Aécio afirmou que não disputaria nenhum cargo público pela primeira vez em quatro décadas
Após desistências de candidatos do PSDB e PDT, deputado poderá entrar na disputa pelo Senado até 14 de setembro, conforme regras eleitorais
Vicklin Moraes-sbt
Aécio Neves (PSDB-MG) | Marcelo Camargo/Agência Brasil

Apesar do início oficial da campanha eleitoral e do registro inicial das chapas, o deputado federal Aécio Neves (PSDB) poderá disputar uma vaga ao Senado por Minas Gerais. A inclusão do nome do ex-governador é possível porque a legislação eleitoral permite a substituição de candidatos dentro de um prazo específico.

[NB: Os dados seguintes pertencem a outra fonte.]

//! Per-run parse state shared by the classifier and the orchestrator.

/// State for one parse of one log file
#[derive(Debug, Clone, Default, PartialEq, Eq)]
pub struct ParseContext {
    /// True between `<?xml` and `<tty>`
    pub in_header: bool,
    /// Last physical line number read by the classifier
    pub parse_line_number: usize,
    /// Line number of the line currently being dispatched
    pub process_line_number: usize,
    /// Set once a class-loader line has been seen
    pub has_trace_class_load: bool,
    has_parse_error: bool,
    error_title: String,
    error_body: String,
}

impl ParseContext {
    pub fn new() -> Self {
        Self::default()
    }

    pub fn has_parse_error(&self) -> bool {
        self.has_parse_error
    }

    /// Flag a parse error. The first error raised wins.
    pub fn raise_error(&mut self, title: impl Into<String>, body: impl Into<String>) {
        if self.has_parse_error {
            return;
        }
        self.has_parse_error = true;
        self.error_title = title.into();
        self.error_body = body.into();
    }

    /// Title and body of the raised error, if any
    pub fn error(&self) -> Option<(&str, &str)> {
        self.has_parse_error
            .then_some((self.error_title.as_str(), self.error_body.as_str()))
    }

    pub fn reset(&mut self) {
        *self = Self::default();
    }
}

De acordo com o Código Eleitoral e as resoluções do Tribunal Superior Eleitoral (TSE), partidos e federações podem substituir candidatos até 20 dias antes da votação. Em 2026, o prazo termina em 14 de setembro.
Para viabilizar a candidatura de Aécio, a Federação PSDB-Cidadania e o PDT retiraram os nomes que haviam sido registrados para a disputa: Gustavo Galassi (PSDB) e Marcelo Heringer (PDT), irmão do presidente estadual da sigla, Mário Heringer. Os dois haviam registrado 1% das intenções de voto cada no último levantamento do instituto Quaest. Com a retirada das candidaturas, Aécio passa a ser o único nome do grupo na disputa.
Reviravolta política
A entrada de Aécio na corrida eleitoral ocorre após o deputado afirmar, no início de agosto, que não disputaria nenhum cargo público pela primeira vez em quatro décadas. Na ocasião, ele disse que pretendia concentrar sua atuação na liderança partidária.
A mudança ocorreu após um apelo formalizado na última quarta-feira (26), em uma carta conjunta assinada pelos dirigentes estaduais Paulo Abi-Ackel (PSDB) e Mário Heringer (PDT). O documento relatou pressão de prefeitos, vereadores, deputados e lideranças regionais para que Aécio reconsiderasse a decisão.
Segundo os dirigentes, Minas Gerais precisa de “experiência, capacidade de articulação e força política em Brasília”, características que, na avaliação deles, estão associadas ao ex-governador.
Antes de anunciar que ficaria fora da disputa, Aécio liderava as intenções de voto para o Senado em Minas Gerais, em empate técnico com a ex-prefeita de Contagem Marília Campos (PT), segundo levantamento da Quaest.